Czego i tobie życzę. Módl się na tyle na ile potrafisz i nie porównuj się do innych. Bardzo mi się podoba, że jesteś szczera na modlitwie. Jak jest Ci ciężko, to nie zmuszaj się do modłów tylko po prostu trwaj w Obecności Boga. Pozdrawiam.

Anonymous - 2010-01-14, 08:05
Temat postu: O dar modlitwy też trzeba się modlić...
Pamiętam i ja, jakie miałam trudności z modlitwą...
To było straszne - jakbym na Niego wylewała wiadro pomyj.
Wtedy czułam bunt, gniew i opuszczenie.
Nie modliłam się wcale.
Moja rozmowa z Bogiem była żadna albo polegała na kłótni z Nim
A własnie wtedy On był przy mnie i pochylał się nade mną...
Kiedy wreszcie pojęłam, że On kocha mnie bezgranicznie?

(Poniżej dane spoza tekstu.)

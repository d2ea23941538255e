//! JobMessage - ジョブ用チャンネルに流れるメッセージの解釈
//!
//! サーバーは `status` を付けて送る:
//! - なし / `pending`: 進捗報告（progress, valuemin, valuemax, message）
//! - `success`: 完了（result に次のアクション）
//! - `failure`: 失敗（traceback, message にシリアライズされた例外）
//! - `cancelled`: キャンセル済み
//!
//! 数値フィールドは緩く扱う。数値でないもの・NaN は「無い」とみなす。

use serde_json::Value;

/// Progress fields of a non-terminal message.
#[derive(Debug, Clone, Default, PartialEq)]
pub struct ProgressReport {
    pub progress: Option<f64>,
    pub valuemin: Option<f64>,
    pub valuemax: Option<f64>,
    pub message: Option<String>,
}

#[derive(Debug, Clone, PartialEq)]
pub enum JobMessage {
    Progress(ProgressReport),
    Success {
        result: Option<Value>,
    },
    Failure {
        traceback: Option<String>,
        message: Value,
    },
    Cancelled,
}

impl JobMessage {
    pub fn parse(payload: &Value) -> Self {
        let status = payload.get("status").and_then(Value::as_str);
        match status {
            Some("success") => JobMessage::Success {
                result: payload.get("result").filter(|v| !v.is_null()).cloned(),
            },
            Some("failure") => JobMessage::Failure {
                traceback: payload
                    .get("traceback")
                    .and_then(Value::as_str)
                    .map(str::to_owned),
                message: payload.get("message").cloned().unwrap_or(Value::Null),
            },
            Some("cancelled") => JobMessage::Cancelled,
            other => {
                if let Some(unknown) = other.filter(|s| *s != "pending") {
                    tracing::debug!(status = unknown, "unknown job status, treating as progress");
                }
                JobMessage::Progress(ProgressReport {
                    progress: number(payload, "progress"),
                    valuemin: number(payload, "valuemin"),
                    valuemax: number(payload, "valuemax"),
                    message: payload
                        .get("message")
                        .and_then(Value::as_str)
                        .map(str::to_owned),
                })
            }
        }
    }

    pub fn is_terminal(&self) -> bool {
        !matches!(self, JobMessage::Progress(_))
    }
}

fn number(payload: &Value, key: &str) -> Option<f64> {
    payload
        .get(key)
        .and_then(Value::as_f64)
        .filter(|v| !v.is_nan())
}

#[cfg(test)]
mod tests {
    use super::*;
    use rstest::rstest;
    use serde_json::json;

    #[rstest]
    #[case::absent(json!({"progress": 3}))]
    #[case::null(json!({"status": null, "progress": 3}))]
    #[case::pending(json!({"status": "pending", "progress": 3}))]
    #[case::unknown(json!({"status": "retrying", "progress": 3}))]
    fn non_terminal_statuses_are_progress(#[case] payload: Value) {
        let msg = JobMessage::parse(&payload);
        assert!(!msg.is_terminal());
        assert!(matches!(msg, JobMessage::Progress(p) if p.progress == Some(3.0)));
    }

    #[test]
    fn progress_fields_are_lenient() {
        let msg = JobMessage::parse(&json!({
            "progress": "12",
            "valuemin": 0,
            "valuemax": 100.5,
            "message": "Importing"
        }));
        let JobMessage::Progress(report) = msg else {
            panic!("expected progress");
        };
        assert_eq!(report.progress, None);
        assert_eq!(report.valuemin, Some(0.0));
        assert_eq!(report.valuemax, Some(100.5));
        assert_eq!(report.message.as_deref(), Some("Importing"));
    }

    #[test]
    fn success_keeps_result() {
        let msg = JobMessage::parse(&json!({"status": "success", "result": {"type": "ir.actions.act_window"}}));
        assert_eq!(
            msg,
            JobMessage::Success {
                result: Some(json!({"type": "ir.actions.act_window"}))
            }
        );

        let msg = JobMessage::parse(&json!({"status": "success", "result": null}));
        assert_eq!(msg, JobMessage::Success { result: None });
    }

    #[test]
    fn failure_carries_traceback_and_message() {
        let msg = JobMessage::parse(&json!({
            "status": "failure",
            "traceback": "Traceback (most recent call last): ...",
            "message": {"name": "odoo.exceptions.UserError", "message": "boom"}
        }));
        match msg {
            JobMessage::Failure { traceback, message } => {
                assert!(traceback.unwrap().starts_with("Traceback"));
                assert_eq!(message["message"], "boom");
            }
            other => panic!("unexpected {other:?}"),
        }
    }

    #[test]
    fn cancelled_is_terminal() {
        let msg = JobMessage::parse(&json!({"status": "cancelled", "result": null}));
        assert_eq!(msg, JobMessage::Cancelled);
        assert!(msg.is_terminal());
    }
}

Nie od razu, działo sie to etapami...
\Jedno zdanie które kiedyś powiedział mi kapłan natchniony: "Nieważne co i jak będzie. Nie myśl teraz o tym, czy on kogoś ma i czy doprowadzi do rozwodu. Myśl o tym, że Pan Bóg cię nigdy nie opuści."
I przez wiele miesięcy powtarzałam tylko w myslach w chwilach ciężkich to zdanie "Panie Boże nie opuszczaj mnie"
Pamiętam jak raz jechałam do sanktuarium jednego, z którym moja rodzina jest bardzo związana i już nie miałam sił. Byłam na dnie rozpaczy - wydawalo mi się że do konca życia nie wyjdę z moich zranień.
Miałam takie myśli, że skoro moje życie nic nie warte, może lepiej by się skończyło.
Weszłam do kościoła - nie po to by się modlić ale weszłam i mój wzrok padł na napis, którego nigdy wczesniej nie zauważyłam: "Maryjo, ratuj"
I przeczytałam wpis w księdze łask - jakby mój...

Tak to na mnie podziałało, że pierwszy raz od wielu miesięcy, może lat, odmówiłam z wiarą różaniec.
Stopniowo dzięki łasce, robił się w moim zyciu duchowym, modlitewnym i codziennym coraz większy porządek.
Ale wiem, że ciągle trzeba się modlić także o dar dobrej modlitwy.